By Dawn Celeste McGregor
Being with a transgender man has changed me in some important ways. First of all, I now love Brussels sprouts. I crave them…better call the conversion therapist, or conversion nutritionist, you know, one or the other…’cause obviously there’s been some damage done here.
Being with a trans man has made me care intimately about social justice. My husband is an activist and, honestly, I was always an advocate for human rights, particularly LGBTQAI and racial rights and equity. But I personally rejected the systematic construct and called it a day. I used the excuse that I treated everyone with respect and dignity and that was good enough.
Since Mac came in to my life, I have realized that I need to move beyond my personal responsibility. I have woken up to the importance of fighting the lack of equity and representation for all the marginalized communities in our country and the world. By being with a trans man, I have stopped being an advocate for human equality and equity and become an activist.
I was fortunate enough to be raised by parents who taught me that my gender had nothing to do my potential. I grew up thinking that being a woman did not hold me back at all. I embraced independence and empowerment, not really thinking too much about the extremity of our patriarchal society. Being with a trans man helped me become more aware of the prevalence of toxic masculinity in our social structure. My man brought out the feminist in me.
Mac has changed the way in which I classify gender and sexuality. I have always been open and unencumbered by hang ups around my sexuality or those I’m attracted to, so ending up with a man who was born with a vagina wasn’t odd or strange to me. Although, I had always referred to myself as bisexual. I now call myself pansexual. I can honestly say that I no longer accept the binary gender or sexuality structure as reality whatsoever. I have discovered that I can get turned on by all types of genitalia, and that gender (or gender expression) is of no consequence to my sexual identity. Being with a trans dude didn’t change my level of openness – I was born this way. But it sure has expanded the way I classify myself to the world and how I see the importance of embracing the true self.

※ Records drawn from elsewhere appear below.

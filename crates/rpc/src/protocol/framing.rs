//! Message framing for the wire protocol.
//!
//! ```text
//! +---------+---------+---------+---------+-------------+-----------------+
//! | magic   | version | codec   | type    | length      | payload         |
//! | 4 bytes | 1 byte  | 1 byte  | 1 byte  | 4 bytes, BE | `length` bytes  |
//! +---------+---------+---------+---------+-------------+-----------------+
//! ```

use crate::error::{Error, ProtocolError};
use crate::protocol::codec::CodecKind;
use bytes::{Buf, BufMut, Bytes, BytesMut};
use tokio_util::codec::{Decoder, Encoder};

/// Protocol identifier at the start of every frame.
pub const MAGIC: [u8; 4] = *b"SPRW";

/// Wire protocol version spoken by this build.
pub const PROTOCOL_VERSION: u8 = 1;

/// Frame header size (magic + version + codec + type + length).
pub const FRAME_HEADER_SIZE: usize = 11;

/// Maximum payload size (8MB by default).
pub const MAX_FRAME_SIZE: usize = 8 * 1024 * 1024;

/// Type of message carried by a frame.
#[derive(Debug, Clone, Copy, PartialEq, Eq, Hash)]
#[repr(u8)]
pub enum MessageType {
    /// Request frame.
    Request = 0,
    /// Response frame.
    Response = 1,
    /// Heartbeat frame, always empty.
    Heartbeat = 2,
}

impl MessageType {
    /// Lowercase name used in diagnostics.
    #[must_use]
    pub const fn as_str(self) -> &'static str {
        match self {
            Self::Request => "request",
            Self::Response => "response",
            Self::Heartbeat => "heartbeat",
        }
    }
}

impl TryFrom<u8> for MessageType {
    type Error = ProtocolError;

    fn try_from(value: u8) -> std::result::Result<Self, ProtocolError> {
        match value {
            0 => Ok(Self::Request),
            1 => Ok(Self::Response),
            2 => Ok(Self::Heartbeat),
            _ => Err(ProtocolError::UnknownMessageType(value)),
        }
    }
}

/// A frame in the wire protocol.
#[derive(Debug, Clone, PartialEq, Eq)]
pub struct Frame {
    /// Codec the payload was serialized with.
    pub codec: CodecKind,
    /// Type of message in the payload.
    pub message_type: MessageType,
    /// Serialized envelope.
    pub payload: Bytes,
}

impl Frame {
    /// Create a new frame.
    #[must_use]
    pub const fn new(codec: CodecKind, message_type: MessageType, payload: Bytes) -> Self {
        Self {
            codec,
            message_type,
            payload,
        }
    }

    /// Create an empty heartbeat frame.
    #[must_use]
    pub const fn heartbeat(codec: CodecKind) -> Self {
        Self::new(codec, MessageType::Heartbeat, Bytes::new())
    }

    /// Total encoded size of this frame.
    #[must_use]
    pub fn encoded_len(&self) -> usize {
        FRAME_HEADER_SIZE + self.payload.len()
    }
}

/// Codec for encoding/decoding frames.
///
/// Decoding never consumes bytes of a frame that is not yet complete, and
/// never consumes anything when the header is invalid.
#[derive(Debug, Clone, Copy)]
pub struct FrameCodec {
    max_frame_size: usize,
}

impl FrameCodec {
    /// Create a new frame codec.
    #[must_use]
    pub const fn new() -> Self {
        Self {
            max_frame_size: MAX_FRAME_SIZE,
        }
    }

    /// Create a codec with custom max frame size.
    #[must_use]
    pub const fn with_max_frame_size(mut self, size: usize) -> Self {
        self.max_frame_size = size;
        self
    }

    fn check_size(&self, size: usize) -> Result<(), ProtocolError> {
        if size > self.max_frame_size {
            return Err(ProtocolError::FrameTooLarge {
                size,
                max: self.max_frame_size,
            });
        }
        Ok(())
    }
}

impl Default for FrameCodec {
    fn default() -> Self {
        Self::new()
    }
}

impl Decoder for FrameCodec {
    type Item = Frame;
    type Error = Error;

    fn decode(&mut self, buf: &mut BytesMut) -> Result<Option<Self::Item>, Self::Error> {
        // Reject foreign streams as soon as the bytes we have disagree
        let seen = buf.len().min(MAGIC.len());
        if buf[..seen] != MAGIC[..seen] {
            let mut actual = [0u8; 4];
            actual[..seen].copy_from_slice(&buf[..seen]);
            return Err(ProtocolError::BadMagic {
                expected: MAGIC,
                actual,
            }
            .into());
        }

        if buf.len() < FRAME_HEADER_SIZE {
            return Ok(None);
        }

        // Parse header without consuming
        let mut header = &buf[MAGIC.len()..FRAME_HEADER_SIZE];
        let version = header.get_u8();
        let codec_id = header.get_u8();
        let type_byte = header.get_u8();
        let payload_len = header.get_u32() as usize;

        if version != PROTOCOL_VERSION {
            return Err(ProtocolError::UnsupportedVersion(version).into());
        }
        let codec = CodecKind::try_from(codec_id)?;
        let message_type = MessageType::try_from(type_byte)?;
        self.check_size(payload_len)?;

        if message_type == MessageType::Heartbeat && payload_len != 0 {
            return Err(ProtocolError::InvalidPayload {
                message_type: message_type.as_str(),
                reason: format!("heartbeat carries {payload_len} bytes"),
            }
            .into());
        }

        // Check if we have the full frame
        let frame_len = FRAME_HEADER_SIZE + payload_len;
        if buf.len() < frame_len {
            buf.reserve(frame_len - buf.len());
            return Ok(None);
        }

        buf.advance(FRAME_HEADER_SIZE);
        let payload = buf.split_to(payload_len).freeze();

        Ok(Some(Frame {
            codec,
            message_type,
            payload,
        }))
    }
}

impl Encoder<Frame> for FrameCodec {
    type Error = Error;

    fn encode(&mut self, frame: Frame, buf: &mut BytesMut) -> Result<(), Self::Error> {
        let payload_len = frame.payload.len();
        self.check_size(payload_len)?;
        let length = u32::try_from(payload_len).map_err(|_| ProtocolError::FrameTooLarge {
            size: payload_len,
            max: u32::MAX as usize,
        })?;

        buf.reserve(frame.encoded_len());

        buf.put_slice(&MAGIC);
        buf.put_u8(PROTOCOL_VERSION);
        buf.put_u8(frame.codec.id());
        buf.put_u8(frame.message_type as u8);
        buf.put_u32(length);
        buf.put(frame.payload);

        Ok(())
    }
}

#[cfg(test)]
mod tests {
    use super::*;
    use assert_matches::assert_matches;
    use proptest::prelude::*;

    fn encode(frame: Frame) -> BytesMut {
        let mut buf = BytesMut::new();
        FrameCodec::new().encode(frame, &mut buf).unwrap();
        buf
    }

    #[test]
    fn test_header_layout() {
        let buf = encode(Frame::new(
            CodecKind::Cbor,
            MessageType::Response,
            Bytes::from_static(b"abc"),
        ));

        assert_eq!(&buf[..4], b"SPRW");
        assert_eq!(buf[4], PROTOCOL_VERSION);
        assert_eq!(buf[5], CodecKind::Cbor.id());
        assert_eq!(buf[6], 1);
        assert_eq!(&buf[7..11], &[0, 0, 0, 3]);
        assert_eq!(&buf[11..], b"abc");
    }

    #[test]
    fn test_reencode_reproduces_bytes() {
        for message_type in [MessageType::Request, MessageType::Response] {
            for size in [0usize, 1, 65536] {
                let payload = Bytes::from(vec![0xA5; size]);
                let original = encode(Frame::new(CodecKind::Bincode, message_type, payload));

                let mut buf = original.clone();
                let decoded = FrameCodec::new().decode(&mut buf).unwrap().unwrap();
                assert!(buf.is_empty());

                assert_eq!(encode(decoded), original);
            }
        }

        let original = encode(Frame::heartbeat(CodecKind::Bincode));
        let mut buf = original.clone();
        let decoded = FrameCodec::new().decode(&mut buf).unwrap().unwrap();
        assert_eq!(encode(decoded), original);
    }

    #[test]
    fn test_partial_frame_is_not_consumed() {
        let full = encode(Frame::new(
            CodecKind::Bincode,
            MessageType::Request,
            Bytes::from_static(b"Hello, World!"),
        ));
        let mut codec = FrameCodec::new();

        for cut in [3, FRAME_HEADER_SIZE - 1, FRAME_HEADER_SIZE, full.len() - 1] {
            let mut buf = BytesMut::from(&full[..cut]);
            assert!(codec.decode(&mut buf).unwrap().is_none());
            assert_eq!(buf.len(), cut);
        }
    }

    #[test]
    fn test_bad_magic_leaves_buffer_untouched() {
        let valid = encode(Frame::heartbeat(CodecKind::Bincode));
        let mut buf = BytesMut::from(&b"GET / HTTP/1.1\r\n"[..]);
        buf.extend_from_slice(&valid);
        let before = buf.len();

        let result = FrameCodec::new().decode(&mut buf);

        assert_matches!(
            result,
            Err(Error::ProtocolViolation(ProtocolError::BadMagic { .. }))
        );
        assert_eq!(buf.len(), before);
    }

    #[test]
    fn test_bad_magic_detected_before_full_header() {
        let mut buf = BytesMut::from(&b"SPX"[..]);
        assert!(FrameCodec::new().decode(&mut buf).is_err());
    }

    #[test]
    fn test_unknown_version_rejected() {
        let mut buf = encode(Frame::heartbeat(CodecKind::Bincode));
        buf[4] = 9;

        assert_matches!(
            FrameCodec::new().decode(&mut buf),
            Err(Error::ProtocolViolation(ProtocolError::UnsupportedVersion(9)))
        );
    }

    #[test]
    fn test_unknown_message_type_rejected() {
        let mut buf = encode(Frame::heartbeat(CodecKind::Bincode));
        buf[6] = 7;

        assert_matches!(
            FrameCodec::new().decode(&mut buf),
            Err(Error::ProtocolViolation(ProtocolError::UnknownMessageType(7)))
        );
    }

    #[test]
    fn test_frame_too_large() {
        let mut codec = FrameCodec::new().with_max_frame_size(16);
        let mut buf = BytesMut::new();
        buf.put_slice(&MAGIC);
        buf.put_u8(PROTOCOL_VERSION);
        buf.put_u8(CodecKind::Bincode.id());
        buf.put_u8(MessageType::Request as u8);
        buf.put_u32(17);

        assert_matches!(
            codec.decode(&mut buf),
            Err(Error::ProtocolViolation(ProtocolError::FrameTooLarge { size: 17, max: 16 }))
        );

        let oversized = Frame::new(
            CodecKind::Bincode,
            MessageType::Request,
            Bytes::from(vec![0; 17]),
        );
        assert!(codec.encode(oversized, &mut BytesMut::new()).is_err());
    }

    #[test]
    fn test_heartbeat_with_payload_rejected() {
        let mut buf = encode(Frame::new(
            CodecKind::Bincode,
            MessageType::Heartbeat,
            Bytes::from_static(b"x"),
        ));

        assert_matches!(
            FrameCodec::new().decode(&mut buf),
            Err(Error::ProtocolViolation(ProtocolError::InvalidPayload { .. }))
        );
    }

    #[test]
    fn test_back_to_back_frames() {
        let mut buf = encode(Frame::new(
            CodecKind::Json,
            MessageType::Request,
            Bytes::from_static(b"one"),
        ));
        buf.extend_from_slice(&encode(Frame::heartbeat(CodecKind::Json)));
        let mut codec = FrameCodec::new();

        let first = codec.decode(&mut buf).unwrap().unwrap();
        let second = codec.decode(&mut buf).unwrap().unwrap();

        assert_eq!(first.payload, Bytes::from_static(b"one"));
        assert_eq!(second.message_type, MessageType::Heartbeat);
        assert!(codec.decode(&mut buf).unwrap().is_none());
    }

    proptest! {
        #[test]
        fn prop_split_delivery_decodes_same_frame(
            payload in proptest::collection::vec(any::<u8>(), 0..2048),
            split in 0usize..2100,
            response in any::<bool>(),
        ) {
            let message_type = if response { MessageType::Response } else { MessageType::Request };
            let frame = Frame::new(CodecKind::Cbor, message_type, Bytes::from(payload));
            let bytes = encode(frame.clone());
            let split = split.min(bytes.len());

            let mut codec = FrameCodec::new();
            let mut buf = BytesMut::from(&bytes[..split]);
            let early = codec.decode(&mut buf).unwrap();
            if split < bytes.len() {
                prop_assert!(early.is_none());
                buf.extend_from_slice(&bytes[split..]);
                let decoded = codec.decode(&mut buf).unwrap().unwrap();
                prop_assert_eq!(decoded, frame);
            } else {
                prop_assert_eq!(early.unwrap(), frame);
            }
            prop_assert!(buf.is_empty());
        }
    }
}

I have learned a few things about honoring individual expression. Such as the reasons it’s critical to call people by the pronouns they identify with and use the terms they feel good about regarding their body. The primary reason it’s important is that it honors that person’s dignity. Verbally recognizing a person’s true self shows them that we value them and their identity. And really, it’s not that difficult to use the terms that people prefer for any part of themselves. Any person is going to have certain verbiage that makes them feel more comfortable and be seen for who they are, not just the folks who are trans. Adapting to my partner’s verbiage was a simple means of showing him respect and honoring him as a human being.
As a cis-woman, I am lucky to have a partner who thoroughly understands the ways in which gender affects the way people are treated socially. He lived it. His perspective has changed the way I think and feel about how differently men and woman are stereotyped all the time. For example, when Mac was socially identified as a woman, he could stop and talk to kids on the street, being friendly and simply enjoying being around kids. When he transitioned, he couldn’t do that anymore. Society is afraid of men, who are not with their own kids, talking to children. The fact is, most molestation has been caused by white men and people don’t know he was born with a vagina. He also notices that his perceived gender incites a fear response – for instance, when he’s walking behind women on the street. When he was considered female, these things never happened.
On the other side of things, Mac gets treated with more respect by other men since his transition. He is listened to over women. People offer to seat him before women or people of color in restaurants, making it obvious that as a well-dressed white guy, society will go out of its way to put him first.
These are only a few examples of the ways in which being with a trans man has helped me to understand privilege. And the need for representation of all the marginalized communities at the table, all the tables. Mac’s purpose in this life has been to bring awareness of these things. That it is not okay to have such a majority of rich white guys in power over the people that he is treated better simply because he looks like he’s one of them.
Being in love with a trans guy has opened my mind, heart, and my taste buds, apparently. It has been a wild ride at times, especially while we raise a cis-straight son alongside the breaking down of the patriarchy, toxic masculinity, the binary gender structure, and all while fighting for equity and equality for all people. And it has been the best ride of my life!